Technological progress

Elsewhere, MTU achieved several notable technological milestones over the year, including FAA and EASA certification of its GTF Advantage engine, which is a more-durable, more fuel efficient PW1100G variant with 4-8% more takeoff thrust.

The IAE consortium also publicly reaffirmed its commitment to advancing the GTF architecture as the foundation for the next generation of narrowbody engines, and MTU signed an MoU with Airbus to jointly advance hydrogen fuel cell propulsion. 

Bussmann said MTU was growth focused, with plans to expand the company’s footprint internationally and invest in even more technological capabilities through sites in Hanover, Berlin, China, and the new LEAP facility in Fort Worth, Texas. 

Bussmann said MTU had “made the most of market opportunities in 2025 and stayed on our successful course despite ongoing challenges.” He added: “The long-term growth prospects for our industry are positive, and we believe we are extremely well positioned to reap the benefits.”

Forecast for 2026

MTU’s order backlog at the end of 2025 stood at €29.5 billion, up 3% year-on-year, with the PW1100G-JM and the V2500 accounting for the largest share. The company has set a target of €9.2-9.7 billion for adjusted revenue in the fiscal year 2026, with the commercial business likely to see the strongest gains. 

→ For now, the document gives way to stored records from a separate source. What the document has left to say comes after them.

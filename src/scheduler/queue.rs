use std::sync::atomic::{AtomicU64, Ordering};
use std::sync::mpsc::{self, Receiver, SyncSender, TrySendError};
use std::sync::{Arc, Mutex};

use crate::frame::Frame;

/// A frame handed to the reflex loop.
#[derive(Clone, Debug)]
pub(crate) struct FrameJob {
    pub frame_id: u64,
    pub timestamp: f64,
    pub frame: Arc<Frame>,
}

/// Producer side of a bounded queue that drops instead of blocking.
pub(crate) struct DropSender<T> {
    tx: Mutex<SyncSender<T>>,
    dropped: AtomicU64,
}

impl<T> DropSender<T> {
    /// Offer an item. Returns false when the queue is full or the consumer
    /// is gone.
    pub fn offer(&self, item: T) -> bool {
        let sent = self
            .tx
            .lock()
            .unwrap_or_else(|poisoned| poisoned.into_inner())
            .try_send(item);
        match sent {
            Ok(()) => true,
            Err(TrySendError::Full(_)) | Err(TrySendError::Disconnected(_)) => {
                self.dropped.fetch_add(1, Ordering::Relaxed);
                false
            }
        }
    }

    pub fn dropped(&self) -> u64 {
        self.dropped.load(Ordering::Relaxed)
    }
}

pub(crate) fn bounded<T>(capacity: usize) -> (DropSender<T>, Receiver<T>) {
    let (tx, rx) = mpsc::sync_channel(capacity.max(1));
    (
        DropSender {
            tx: Mutex::new(tx),
            dropped: AtomicU64::new(0),
        },
        rx,
    )
}
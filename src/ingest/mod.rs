//! Frame sources.
//!
//! This module provides sources of decoded frames:
//! - Synthetic frames (`stub://name`) for tests and headless runs
//! - Image directories (sorted JPEG/PNG files), the replay path for recorded walks
//! - `LoopingSource`, which rewinds any source at end-of-stream
//!
//! Sources are owned by the capture thread. Read failures on a single frame are
//! reported as errors and the caller skips that frame; only `connect` failures
//! are fatal.

pub mod file;

pub use file::{DirectorySource, SyntheticConfig, SyntheticSource};

use anyhow::{anyhow, Result};

use crate::frame::Frame;

/// Statistics for a frame source.
#[derive(Clone, Debug, Default)]
pub struct SourceStats {
    pub frames_captured: u64,
    pub rewinds: u64,
    pub source: String,
}

pub trait FrameSource: Send {
    /// Acquire the underlying device or files.
    fn connect(&mut self) -> Result<()>;

    /// Next frame, or `None` at end-of-stream.
    fn next_frame(&mut self) -> Result<Option<Frame>>;

    /// Restart from the first frame.
    fn rewind(&mut self) -> Result<()>;

    fn is_healthy(&self) -> bool;

    fn stats(&self) -> SourceStats;

    /// Release the device. Called once on shutdown.
    fn release(&mut self) {}
}

impl<S: FrameSource + ?Sized> FrameSource for Box<S> {
    fn connect(&mut self) -> Result<()> {
        (**self).connect()
    }

    fn next_frame(&mut self) -> Result<Option<Frame>> {
        (**self).next_frame()
    }

    fn rewind(&mut self) -> Result<()> {
        (**self).rewind()
    }

    fn is_healthy(&self) -> bool {
        (**self).is_healthy()
    }

    fn stats(&self) -> SourceStats {
        (**self).stats()
    }

    fn release(&mut self) {
        (**self).release()
    }
}

/// Wraps a source so end-of-stream restarts from the beginning.
pub struct LoopingSource<S> {
    inner: S,
    rewinds: u64,
}

impl<S: FrameSource> LoopingSource<S> {
    pub fn new(inner: S) -> Self {
        Self { inner, rewinds: 0 }
    }

    pub fn into_inner(self) -> S {
        self.inner
    }
}

impl<S: FrameSource> FrameSource for LoopingSource<S> {
    fn connect(&mut self) -> Result<()> {
        self.inner.connect()
    }

    fn next_frame(&mut self) -> Result<Option<Frame>> {
        if let Some(frame) = self.inner.next_frame()? {
            return Ok(Some(frame));
        }
        self.inner.rewind()?;
        self.rewinds += 1;
        log::debug!("source {} rewound (#{})", self.inner.stats().source, self.rewinds);
        // An empty source stays empty; report end-of-stream instead of spinning.
        self.inner.next_frame()
    }

    fn rewind(&mut self) -> Result<()> {
        self.inner.rewind()
    }

    fn is_healthy(&self) -> bool {
        self.inner.is_healthy()
    }

    fn stats(&self) -> SourceStats {
        SourceStats {
            rewinds: self.rewinds,
            ..self.inner.stats()
        }
    }

    fn release(&mut self) {
        self.inner.release()
    }
}

/// Open a source from a spec string: `stub://name` or a local directory path.
///
/// Network URLs are rejected; camera and stream acquisition live outside
/// this crate and feed frames through `Scheduler::submit_frame`.
pub fn open_source(spec: &str, width: u32, height: u32, looping: bool) -> Result<Box<dyn FrameSource>> {
    let spec = spec.trim();
    if spec.is_empty() {
        return Err(anyhow!("frame source must not be empty"));
    }
    let source: Box<dyn FrameSource> = if spec.starts_with("stub://") {
        Box::new(SyntheticSource::new(SyntheticConfig {
            url: spec.to_string(),
            width,
            height,
            frames: None,
        })?)
    } else if spec.contains("://") {
        return Err(anyhow!(
            "unsupported frame source '{}'; expected stub:// or a local image directory",
            spec
        ));
    } else {
        Box::new(DirectorySource::new(spec)?)
    };
    if looping {
        Ok(Box::new(LoopingSource::new(source)))
    } else {
        Ok(source)
    }
}
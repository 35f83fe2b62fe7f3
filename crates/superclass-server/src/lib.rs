//! superclass-server - REST API server for superclass.
//!
//! Exposes document classification (`POST /classify`), feature extraction
//! (`POST /features`), the supported format list and the model catalog over
//! HTTP.
//!
//! # Example
//!
//! ```ignore
//! use std::sync::Arc;
//! use superclass_classifiers::ClassifierFactory;
//! use superclass_core::{ClassificationPipeline, Settings};
//! use superclass_extractors::ExtractorRegistry;
//! use superclass_server::{create_server, AppState, ServerConfig};
//!
//! #[tokio::main]
//! async fn main() -> Result<(), Box<dyn std::error::Error>> {
//!     let registry = Arc::new(ExtractorRegistry::with_defaults()?);
//!     let pipeline = ClassificationPipeline::new(registry, Arc::new(ClassifierFactory::default()));
//!     let state = AppState::new(pipeline, Settings::from_env()?, ServerConfig::from_env()?);
//!
//!     let listener = tokio::net::TcpListener::bind("0.0.0.0:8080").await?;
//!     axum::serve(listener, create_server(state)).await?;
//!     Ok(())
//! }
//! ```

pub mod config;
pub mod error;
pub mod middleware;
pub mod routes;
pub mod state;
pub mod upload;

pub use config::ServerConfig;
pub use error::{ApiError, ApiResult};
pub use state::AppState;

use axum::{middleware as axum_middleware, Router};
use tower_http::trace::TraceLayer;

/// Create the server with all routes and middleware.
pub fn create_server(state: AppState) -> Router {
    routes::create_router(state)
        .layer(TraceLayer::new_for_http())
        .layer(middleware::cors_layer())
        .layer(axum_middleware::from_fn(middleware::logging_middleware))
}

#[cfg(test)]
mod tests {
    use super::*;
    use std::sync::Arc;

    use async_trait::async_trait;
    use axum::body::Body;
    use axum::http::{Request, StatusCode};
    use serde_json::{json, Value};
    use tower::ServiceExt;

    use superclass_core::catalog::{self, ContentType};
    use superclass_core::error::SuperclassResult;
    use superclass_core::traits::{BackendFactory, Classifier, Prompt};
    use superclass_core::types::{ModelConfig, Provider};
    use superclass_core::{ClassificationPipeline, Settings};
    use superclass_extractors::ExtractorRegistry;

    const BOUNDARY: &str = "superclass-test-boundary";

    /// Backend answering every prompt with the same reply.
    struct FixedReply {
        reply: String,
        config: ModelConfig,
    }

    #[async_trait]
    impl Classifier for FixedReply {
        async fn complete(&self, _prompt: &Prompt) -> SuperclassResult<String> {
            Ok(self.reply.clone())
        }

        fn configure(&mut self, config: ModelConfig) -> SuperclassResult<()> {
            self.config.merge(config);
            Ok(())
        }

        fn config(&self) -> &ModelConfig {
            &self.config
        }

        fn provider(&self) -> Provider {
            Provider::OpenAI
        }
    }

    struct FixedReplyFactory(String);

    impl BackendFactory for FixedReplyFactory {
        fn create(&self, _provider: Provider, config: &ModelConfig) -> SuperclassResult<Box<dyn Classifier>> {
            Ok(Box::new(FixedReply {
                reply: self.0.clone(),
                config: config.clone(),
            }))
        }
    }

    fn app(reply: Value, upload_dir: &std::path::Path) -> Router {
        let pipeline = ClassificationPipeline::new(
            Arc::new(ExtractorRegistry::new()),
            Arc::new(FixedReplyFactory(reply.to_string())),
        );
        let config = ServerConfig {
            upload_dir: upload_dir.to_path_buf(),
            ..Default::default()
        };
        create_server(AppState::new(pipeline, Settings::default(), config))
    }

    fn multipart(parts: &[(&str, Option<&str>, &str)]) -> Request<Body> {
        let mut body = String::new();
        for (name, file_name, content) in parts {
            body.push_str(&format!("--{}\r\n", BOUNDARY));
            match file_name {
                Some(file_name) => body.push_str(&format!(
                    "Content-Disposition: form-data; name=\"{}\"; filename=\"{}\"\r\n\r\n",
                    name, file_name
                )),
                None => body.push_str(&format!(
                    "Content-Disposition: form-data; name=\"{}\"\r\n\r\n",
                    name
                )),
            }
            body.push_str(content);
            body.push_str("\r\n");
        }
        body.push_str(&format!("--{}--\r\n", BOUNDARY));

        Request::builder()
            .method("POST")
            .uri("/classify")
            .header(
                "content-type",
                format!("multipart/form-data; boundary={}", BOUNDARY),
            )
            .body(Body::from(body))
            .unwrap()
    }

    fn post_json(uri: &str, body: Value) -> Request<Body> {
        Request::builder()
            .method("POST")
            .uri(uri)
            .header("content-type", "application/json")
            .body(Body::from(body.to_string()))
            .unwrap()
    }

    fn get(uri: &str) -> Request<Body> {
        Request::builder().uri(uri).body(Body::empty()).unwrap()
    }

    async fn send(app: Router, request: Request<Body>) -> (StatusCode, Value) {
        let response = app.oneshot(request).await.unwrap();
        let status = response.status();
        let bytes = axum::body::to_bytes(response.into_body(), usize::MAX)
            .await
            .unwrap();
        let body = if bytes.is_empty() {
            Value::Null
        } else {
            serde_json::from_slice(&bytes).unwrap()
        };
        (status, body)
    }

    fn classification_reply() -> Value {
        json!({"category": "finance", "confidence": 0.9, "summary": "Quarterly numbers", "keywords": ["revenue"]})
    }

    #[tokio::test]
    async fn test_health_sets_request_id() {
        let dir = tempfile::tempdir().unwrap();
        let response = app(classification_reply(), dir.path())
            .oneshot(get("/health"))
            .await
            .unwrap();

        assert_eq!(response.status(), StatusCode::OK);
        assert!(response.headers().contains_key(middleware::REQUEST_ID_HEADER));
        let bytes = axum::body::to_bytes(response.into_body(), usize::MAX).await.unwrap();
        let body: Value = serde_json::from_slice(&bytes).unwrap();
        assert_eq!(body, json!({"status": "ok"}));
    }

    #[tokio::test]
    async fn test_formats() {
        let dir = tempfile::tempdir().unwrap();
        let (status, body) = send(app(classification_reply(), dir.path()), get("/formats")).await;

        assert_eq!(status, StatusCode::OK);
        assert_eq!(body["formats"], json!([".txt"]));
    }

    #[tokio::test]
    async fn test_classify_text_upload() {
        let dir = tempfile::tempdir().unwrap();
        let request = multipart(&[
            ("file", Some("q3.txt"), "Revenue grew 12% this quarter"),
            ("categories", None, r#"["Tech", "Finance"]"#),
        ]);
        let (status, body) = send(app(classification_reply(), dir.path()), request).await;

        assert_eq!(status, StatusCode::OK);
        assert_eq!(body["category"], "Finance");
        assert_eq!(body["keywords"], json!(["revenue"]));
        assert_eq!(body["raw_text"], "Revenue grew 12% this quarter");
        // Staged uploads are removed once the request finishes.
        assert_eq!(std::fs::read_dir(dir.path()).unwrap().count(), 0);
    }

    #[tokio::test]
    async fn test_classify_without_text() {
        let dir = tempfile::tempdir().unwrap();
        let request = multipart(&[
            ("file", Some("notes.txt"), "some notes"),
            ("include_text", None, "false"),
        ]);
        let (status, body) = send(app(classification_reply(), dir.path()), request).await;

        assert_eq!(status, StatusCode::OK);
        assert!(body.get("raw_text").is_none());
    }

    #[tokio::test]
    async fn test_classify_unsupported_extension() {
        let dir = tempfile::tempdir().unwrap();
        let request = multipart(&[("file", Some("clip.mp4"), "binary")]);
        let (status, body) = send(app(classification_reply(), dir.path()), request).await;

        assert_eq!(status, StatusCode::UNSUPPORTED_MEDIA_TYPE);
        assert_eq!(body["error"]["code"], "EXT_001");
        assert_eq!(std::fs::read_dir(dir.path()).unwrap().count(), 0);
    }

    #[tokio::test]
    async fn test_classify_category_violation() {
        let dir = tempfile::tempdir().unwrap();
        let request = multipart(&[
            ("file", Some("match.txt"), "The match ended 2-1"),
            ("categories", None, r#"["Tech"]"#),
        ]);
        let (status, body) = send(app(json!({"category": "Sports"}), dir.path()), request).await;

        assert_eq!(status, StatusCode::UNPROCESSABLE_ENTITY);
        assert_eq!(body["error"]["code"], "CAT_001");
    }

    #[tokio::test]
    async fn test_classify_rejects_bad_form() {
        let dir = tempfile::tempdir().unwrap();

        let (status, _) = send(
            app(classification_reply(), dir.path()),
            multipart(&[("categories", None, r#"["Tech"]"#)]),
        )
        .await;
        assert_eq!(status, StatusCode::BAD_REQUEST);

        let (status, body) = send(
            app(classification_reply(), dir.path()),
            multipart(&[("file", Some("a.txt"), "x"), ("categories", None, "Tech, Finance")]),
        )
        .await;
        assert_eq!(status, StatusCode::BAD_REQUEST);
        assert!(body["error"]["message"].as_str().unwrap().contains("categories"));
    }

    #[tokio::test]
    async fn test_features_report() {
        let dir = tempfile::tempdir().unwrap();
        let reply = json!({"category": "Tech", "word_count": 4, "sentiment_score": 0.2});
        let mut request = multipart(&[("file", Some("doc.txt"), "Rust compiles to native code")]);
        *request.uri_mut() = "/features".parse().unwrap();

        let (status, body) = send(app(reply, dir.path()), request).await;

        assert_eq!(status, StatusCode::OK);
        assert_eq!(body["classification"]["category"], "Tech");
        assert_eq!(body["features"]["word_count"], 4);
        assert!(body.get("features_error").map_or(true, Value::is_null));
    }

    #[tokio::test]
    async fn test_model_lookup() {
        let dir = tempfile::tempdir().unwrap();

        let (status, body) = send(app(classification_reply(), dir.path()), get("/models/gpt-4")).await;
        assert_eq!(status, StatusCode::OK);
        assert_eq!(body["id"], "gpt-4");

        let (status, body) = send(app(classification_reply(), dir.path()), get("/models/gpt-9")).await;
        assert_eq!(status, StatusCode::NOT_FOUND);
        assert_eq!(body["error"]["code"], "MOD_001");

        let (status, body) = send(app(classification_reply(), dir.path()), get("/models")).await;
        assert_eq!(status, StatusCode::OK);
        assert_eq!(body["models"].as_array().unwrap().len(), catalog::models().len());
    }

    #[tokio::test]
    async fn test_estimate_and_compare() {
        let dir = tempfile::tempdir().unwrap();

        let (status, body) = send(
            app(classification_reply(), dir.path()),
            post_json("/models/estimate", json!({"model": "gpt-4", "input_tokens": 1000, "output_tokens": 1000})),
        )
        .await;
        assert_eq!(status, StatusCode::OK);
        assert!((body["estimated_cost"].as_f64().unwrap() - 0.09).abs() < 1e-9);

        let (status, _) = send(
            app(classification_reply(), dir.path()),
            post_json("/models/estimate", json!({"model": "nope", "input_tokens": 1, "output_tokens": 1})),
        )
        .await;
        assert_eq!(status, StatusCode::NOT_FOUND);

        let (status, body) = send(
            app(classification_reply(), dir.path()),
            post_json("/models/compare", json!({"first": "gpt-4", "second": "gpt-3.5-turbo"})),
        )
        .await;
        assert_eq!(status, StatusCode::OK);
        assert_eq!(
            body["token_limit_diff"].as_i64().unwrap(),
            i64::from(catalog::model_info("gpt-4").unwrap().max_tokens)
                - i64::from(catalog::model_info("gpt-3.5-turbo").unwrap().max_tokens)
        );
    }

    #[tokio::test]
    async fn test_recommend_uses_server_defaults() {
        let dir = tempfile::tempdir().unwrap();
        let (status, body) = send(
            app(classification_reply(), dir.path()),
            post_json("/models/recommend", json!({"content_type": "technical_doc"})),
        )
        .await;

        let expected = catalog::recommend_models(
            ContentType::TechnicalDoc,
            &ServerConfig::default().default_constraints(),
        );
        assert_eq!(status, StatusCode::OK);
        assert_eq!(body["content_type"], "technical_doc");
        assert_eq!(body["models"], json!(expected));
    }
}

An adjusted EBIT of €1.35-1.45 billion is anticipated in 2026. MTU has set itself a revenue target of between €13 billion and €14 billion by 2030.

Pratt-Airbus dispute

Last week, Airbus CEO Guillaume Faury issued a warning to engine-maker Pratt & Whitney over problems caused by the powdered metal coating contamination misstep, which is hampering production of both the A320neo and the A220 families.

According to Airbus, the engine-maker has focused more effort on addressing in-service fleet issues, while neglecting to provide the numbers of new engines to the aircraft OEM for deliveries.

“On the A320 family, the continued failure to commit to the number of engines ordered by Airbus is negatively impacting this year’s guidance and the ramp-up trajectory for this year,” Faury said. 

Airbus was ready to “enforce contractual rights” with regard to the engines being supplied to the airframe maker, Faury said. 

GTF’s at a Pratt & Whitney MRO Facility. Image: RTX

Asked about the dispute, Bussmann said: “The discussions on the deliveries between Pratt & Whitney and Airbus are still ongoing…Obviously we have not come to a conclusion so far, but the two partners are negotiating, and so that’s what I think we will have to wait for. 

“I’m pretty sure that they will find a solution. The orders have been placed, and we in the consortium have discussed what we can deliver as a total and now Pratt is discussing with Airbus how we deal with this in the relationship to Airbus and our other customers.”